● The problem
Extract every line from the records below that contains the word "Some".

[Opening Records shown section]

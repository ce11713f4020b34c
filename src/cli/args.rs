use clap::{Parser, Subcommand};
use std::path::PathBuf;

use crate::utils::constants::{DEFAULT_WX_DATA_DIR, DEFAULT_YLD_DATA_DIR};

#[derive(Parser)]
#[command(name = "weather-store")]
#[command(about = "Weather observation and crop-yield ingestion, yearly station statistics and read API")]
#[command(version)]
pub struct Cli {
    #[command(subcommand)]
    pub command: Commands,

    #[arg(
        long,
        global = true,
        env = "DATABASE_URL",
        help = "Database connection string [default: sqlite://weather.db]"
    )]
    pub database_url: Option<String>,

    #[arg(long, global = true, help = "TOML settings file")]
    pub config: Option<PathBuf>,

    #[arg(short, long, global = true, help = "Enable verbose logging")]
    pub verbose: bool,

    #[arg(long, global = true, help = "Log file path")]
    pub log_file: Option<PathBuf>,

    #[arg(long, global = true, help = "Emit logs as JSON")]
    pub json: bool,
}

#[derive(Subcommand)]
pub enum Commands {
    /// Create tables and indexes
    InitDb,

    /// Drop and recreate all tables
    ResetDb,

    /// Ingest weather and crop-yield data, weather first
    Ingest {
        #[arg(long, default_value = DEFAULT_WX_DATA_DIR, help = "Weather station files directory")]
        wx_dir: PathBuf,

        #[arg(long, default_value = DEFAULT_YLD_DATA_DIR, help = "Crop yield files directory")]
        yld_dir: PathBuf,

        #[arg(long, help = "Drop and recreate tables before ingesting")]
        reset: bool,
    },

    /// Ingest weather station files only
    IngestWeather {
        #[arg(short, long, default_value = DEFAULT_WX_DATA_DIR)]
        input_dir: PathBuf,
    },

    /// Ingest crop yield files only
    IngestYield {
        #[arg(short, long, default_value = DEFAULT_YLD_DATA_DIR)]
        input_dir: PathBuf,
    },

    /// Compute yearly per-station statistics
    Analyze,

    /// Serve the read API
    Serve {
        #[arg(short, long, help = "Listen address [default: 0.0.0.0:5000]")]
        listen: Option<String>,
    },

    /// Show row counts and observation date range
    Info,
}

#[cfg(test)]
mod tests {
    use super::*;
    use clap::CommandFactory;

    #[test]
    fn test_cli_definition() {
        Cli::command().debug_assert();
    }

    #[test]
    fn test_ingest_defaults() {
        let cli = Cli::try_parse_from(["weather-store", "ingest", "--reset"]).unwrap();
        match cli.command {
            Commands::Ingest {
                wx_dir,
                yld_dir,
                reset,
            } => {
                assert_eq!(wx_dir, PathBuf::from("data/wx_data"));
                assert_eq!(yld_dir, PathBuf::from("data/yld_data"));
                assert!(reset);
            }
            _ => panic!("expected ingest"),
        }
    }

    #[test]
    fn test_global_flags_after_subcommand() {
        let cli = Cli::try_parse_from([
            "weather-store",
            "serve",
            "--listen",
            "127.0.0.1:8080",
            "--database-url",
            "sqlite://test.db",
            "-v",
        ])
        .unwrap();

        assert!(cli.verbose);
        assert_eq!(cli.database_url.as_deref(), Some("sqlite://test.db"));
        assert!(matches!(cli.command, Commands::Serve { listen: Some(_) }));
    }
}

[Closing Records shown section]

● Result of this task
        assert_eq!(cli.database_url.as_deref(), Some("sqlite://test.db"));
        assert!(matches!(cli.command, Commands::Serve { listen: Some(_) }));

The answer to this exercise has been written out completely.